Fitzroy and Collingwood share a special place in the heart of Melburnians; they are the city’s testing ground, a grid of streets from which cultural icons are born. It’s here – east of Nicholson and west of Hoddle – that SMA Projects feel most at home.
Originally one municipality called Newtown, Fitzroy and Collingwood were Melbourne’s first suburb. At that time, feeling far from the bustle of a burgeoning city centre, the green neighbourhood was an incredibly attractive place to live.
Fitzroy’s eastern hills quickly filled with large, stately homes and many of these original bluestone terraces remain today. By the turn of the 20th century, the residential streetscapes of Fitzroy and Collingwood were punctuated with places for light industry.
Old meets elegant new in Yorkshire Brewery’s piazza
It’s 4pm on a Tuesday in 1892. The crowds have begun to gather outside the pubs lining Johnston Street.
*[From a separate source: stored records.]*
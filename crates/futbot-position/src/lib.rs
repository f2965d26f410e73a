//! Exit lifecycle for futbot futures positions.
//!
//! Everything that happens to a position after entry: stop-loss moves,
//! take-profit fills, partial and full closes, and recording the closed trade.
//!
//! # Key Components
//!
//! - [`PositionExitingService`]: Executes exit actions with idempotent full close
//! - [`ExitEventHandler`]: Config-driven reaction to TP hits and closes
//! - [`WebSocketEventHandler`]: Exchange push events (position, fills, errors)
//! - [`PositionEventHandler`]: Poll-path events (backup hits, time-based exit)
//! - [`PositionMonitor`]: Interval loop raising poll-path events
//! - [`TpLevelMatcher`]: Resolves a TP fill to its ladder level
//! - [`LadderTpManager`] / [`LadderTracker`]: Self-contained price-driven TP ladder
//! - [`TakeProfitLedger`]: Net PnL across partial fills
//! - [`PositionRepository`]: Tracked position and the per-position close lock
//! - [`calc`]: Pure exit calculations
//! - [`validator`]: Wire-boundary validation of position snapshots

pub mod calc;
pub mod config;
pub mod error;
pub mod exit_handler;
pub mod exiting;
pub mod ladder;
pub mod ledger;
pub mod monitor;
pub mod ports;
pub mod position_handler;
pub mod repository;
pub mod stub;
pub mod tp_matcher;
pub mod validator;
pub mod ws_handler;

pub use config::{ExitConfig, TpMatcherConfig};
pub use error::{
    ExchangeError, ExchangeResult, JournalError, LadderConfigError, NotifyError, PositionError,
    PositionResult, StatsError, ValidationError,
};
pub use exit_handler::{ExitEvent, ExitEventHandler, ExitStrategyConfig, TpHitAction, TpLevelConfig};
pub use exiting::{ExitDeps, PositionExitingService};
pub use ladder::{LadderLevelConfig, LadderTick, LadderTpConfig, LadderTpLevel, LadderTpManager, LadderTracker};
pub use ledger::{PartialFill, TakeProfitLedger};
pub use monitor::{detect_exit_events, MonitorConfig, PositionMonitor};
pub use ports::{
    ClosePositionRequest, ExchangeClient, FinalPnl, JournalTrade, Notifier, PartialCloseLedger,
    SessionStats, StopLossSummary, TakeProfitAmender, TradeCloseRecord, TradeExitStats,
    TradeJournal, TradeStatus, TrailingStopCapability, TrailingStopRequest, UpdateStopLossRequest,
};
pub use position_handler::{PositionEvent, PositionEventHandler};
pub use repository::{CloseReason, PositionRepository, SyncOutcome};
pub use stub::{
    LogNotifier, MemoryJournal, MemorySessionStats, RecordingNotifier, SessionSummary, StubCalls,
    StubExchange,
};
pub use tp_matcher::{MatchTier, TpFill, TpLevelMatcher, TpMatch};
pub use validator::{
    adopt_position, fill_missing_fields, validate_for_monitoring, validate_ws_update,
    PositionSnapshot, PositionUpdate,
};
pub use ws_handler::{OrderFillEvent, ValidatedFill, WebSocketEventHandler, WsEvent};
Local workers have stomped out of their factories en masse and are waiting for the doors to swing open. Their drink of choice? Collingwood-brewed beer; well-known as the lubricant of the creative working class, helping spur ideas that outlive their makers.
By the early 20th century, mergers and buyouts led to the liquidation of most local beer makers and for a long time the taps all read the same. The Yorkshire Brewery was one of a handful of places where malt production survived through to modern day, only closing in the 1980s. It was here that the malt for beers like Carlton Draught and Melbourne Bitter was produced – cherished local icons that they are.
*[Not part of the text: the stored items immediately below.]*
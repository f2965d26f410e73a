//! Structured logging initialization.

use crate::error::{TelemetryError, TelemetryResult};
use tracing_subscriber::{fmt, layer::SubscriberExt, util::SubscriberInitExt, EnvFilter};

const DEFAULT_FILTER: &str = "info,futbot=debug";

/// Initialize structured logging.
///
/// JSON output when `RUST_ENV=production`, pretty output otherwise.
/// `RUST_LOG` overrides the default filter.
pub fn init_logging() -> TelemetryResult<()> {
    let env_filter =
        EnvFilter::try_from_default_env().unwrap_or_else(|_| EnvFilter::new(DEFAULT_FILTER));

    let is_production = std::env::var("RUST_ENV")
        .map(|v| v == "production")
        .unwrap_or(false);

    let result = if is_production {
        tracing_subscriber::registry()
            .with(env_filter)
            .with(
                fmt::layer()
                    .json()
                    .with_current_span(true)
                    .with_span_list(true),
            )
            .try_init()
    } else {
        tracing_subscriber::registry()
            .with(env_filter)
            .with(fmt::layer().pretty().with_target(true))
            .try_init()
    };

    result.map_err(|e| TelemetryError::LoggingInit(e.to_string()))
}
Buzzing Johnston Street cleaves through both Fitzroy and Collingwood
The future looked hulking and metallic. Towers speared the sky, Herculean engines flooded the streets with steam and automatons filled the screen. It’s 1929, and at The Lyric in Fitzroy, Metropolis stuns the matinee crowd. No one present had wondered much how the deep future would look or feel – but shuffling from their seats in awe, the image burned bright in their minds.
The Lyric was hallowed ground for generations of Fitzroy locals seeking stories, escape or simply somewhere warm and quiet to while away the afternoon. Melbourne was once a city studded with grand movie theatres, where colossal Wurlitzer organs would be played for guests before features and throughout intermissions. While few of these original theatre spaces remain, their cultural legacies live on in new ways.
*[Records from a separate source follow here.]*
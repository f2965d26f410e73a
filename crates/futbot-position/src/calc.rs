//! Exit calculations.
//!
//! Pure functions over a [`Position`] snapshot: breakeven price, trailing
//! distance, TP/SL hit tests, PnL and partial-close size arithmetic.
//! No state, no I/O.

use rust_decimal::Decimal;
use rust_decimal_macros::dec;

use futbot_core::{Position, PositionSide, Price, Size};

/// Lower clamp for trailing distance, percent of entry.
pub const MIN_TRAILING_PERCENT: Decimal = dec!(0.1);

/// Upper clamp for trailing distance, percent of entry.
pub const MAX_TRAILING_PERCENT: Decimal = dec!(5.0);

const HUNDRED: Decimal = Decimal::ONE_HUNDRED;

/// Side-signed PnL breakdown for an exit price.
#[derive(Debug, Clone, Copy, PartialEq, Eq)]
pub struct ExitPnl {
    pub pnl: Decimal,
    pub pnl_percent: Decimal,
}

/// Breakeven stop: entry shifted `margin_percent`% into profit.
pub fn calculate_breakeven_sl(position: &Position, margin_percent: Decimal) -> Price {
    let entry = position.entry_price.inner();
    let offset = entry * margin_percent / HUNDRED;
    Price::new(entry + position.side.sign() * offset)
}

/// Whether a proposed breakeven stop sits on the profitable side of entry.
pub fn is_breakeven_valid(position: &Position, proposed: Price) -> bool {
    match position.side {
        PositionSide::Long => proposed >= position.entry_price,
        PositionSide::Short => proposed <= position.entry_price,
    }
}

/// Absolute trailing distance.
///
/// ATR% times `atr_multiplier` when a positive ATR% is supplied, otherwise
/// `base_percent`; clamped to [0.1%, 5.0%] of entry before conversion.
pub fn calculate_trailing_distance(
    position: &Position,
    base_percent: Decimal,
    atr_percent: Option<Decimal>,
    atr_multiplier: Decimal,
) -> Decimal {
    let percent = match atr_percent {
        Some(atr) if atr > Decimal::ZERO => atr * atr_multiplier,
        _ => base_percent,
    };
    let clamped = percent.clamp(MIN_TRAILING_PERCENT, MAX_TRAILING_PERCENT);
    position.entry_price.inner() * clamped / HUNDRED
}

/// Trailing stop candidate at `distance` behind `current_price`.
pub fn calculate_current_trailing_sl(
    position: &Position,
    current_price: Price,
    distance: Decimal,
) -> Price {
    Price::new(current_price.inner() - position.side.sign() * distance)
}

/// Whether price moved further in the favorable direction since the last
/// trailing update.
pub fn should_update_trailing_sl(
    position: &Position,
    current_price: Price,
    last_trailing_price: Price,
    distance: Decimal,
) -> bool {
    if distance <= Decimal::ZERO {
        return false;
    }
    position
        .side
        .is_more_favorable(current_price, last_trailing_price)
}

pub fn is_tp_hit(position: &Position, current_price: Price, tp_price: Price) -> bool {
    match position.side {
        PositionSide::Long => current_price >= tp_price,
        PositionSide::Short => current_price <= tp_price,
    }
}

pub fn is_stop_loss_hit(position: &Position, current_price: Price) -> bool {
    let sl = position.stop_loss.price;
    match position.side {
        PositionSide::Long => current_price <= sl,
        PositionSide::Short => current_price >= sl,
    }
}

/// Side-signed PnL on the live quantity.
pub fn calculate_pnl(position: &Position, exit_price: Price) -> Decimal {
    pnl_for(position.side, position.entry_price, exit_price, position.quantity)
}

/// Side-signed percent move from entry. Losses are negative for both sides.
pub fn calculate_pnl_percent(position: &Position, exit_price: Price) -> Decimal {
    if position.entry_price.is_zero() {
        return Decimal::ZERO;
    }
    (exit_price - position.entry_price) / position.entry_price.inner()
        * HUNDRED
        * position.side.sign()
}

pub fn calculate_exit_pnl(position: &Position, exit_price: Price) -> ExitPnl {
    ExitPnl {
        pnl: calculate_pnl(position, exit_price),
        pnl_percent: calculate_pnl_percent(position, exit_price),
    }
}

/// Side-signed PnL for an arbitrary slice.
pub fn pnl_for(side: PositionSide, entry: Price, exit: Price, qty: Size) -> Decimal {
    (exit - entry) * qty.inner() * side.sign()
}

/// Entry plus exit notional times the per-side fee rate.
pub fn round_trip_fees(entry: Price, exit: Price, qty: Size, fee_rate: Decimal) -> Decimal {
    (qty.notional(entry) + qty.notional(exit)) * fee_rate
}

/// `quantity * size_percent / 100` on the live quantity.
pub fn calculate_size_to_close(position: &Position, size_percent: Decimal) -> Size {
    position.quantity.percent(size_percent)
}

/// Quantity left after closing `size_to_close`, never negative.
pub fn calculate_remaining_size(position: &Position, size_to_close: Size) -> Size {
    position.quantity.saturating_sub(size_to_close)
}

/// Quantity expected after every hit level's slice of the original size is gone.
pub fn expected_quantity_after_hits(position: &Position) -> Size {
    let closed_percent: Decimal = position
        .take_profits
        .iter()
        .filter(|tp| tp.hit)
        .map(|tp| tp.size_percent)
        .sum();
    position
        .initial_quantity
        .saturating_sub(position.initial_quantity.percent(closed_percent))
}

/// Relative distance in percent between two prices, or `None` if `reference` is zero.
pub fn relative_diff_percent(price: Price, reference: Price) -> Option<Decimal> {
    price.abs_pct_from(reference)
}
City vistas and lush neighbourhood views from Fitzroy Ltd
When B and H moved in, twenty years ago this March – in a blissful gap between Covid lockdowns – it was a quantum relationship leap. Back then, their Fitzroy home was a well-planned stepping stone to a spacious future in the country. Now the year is 2042, and they’re still on Gore Street. They’ve moved up a few floors of the same building, snagging a bigger unit for a family that’s swelled to include two dogs and an eight year old, named P. Sometimes stepping stones just feel perfect underfoot.
SMA Projects doesn’t solely focus on heritage – its gaze is set on the future, too. Fitzroy Ltd was designed to be a place where people want to spend a lifetime. It’s a neighbourhood in which such lofty goals feel achievable, where neighbours are united in the same aspiration for The Melbourne Dream.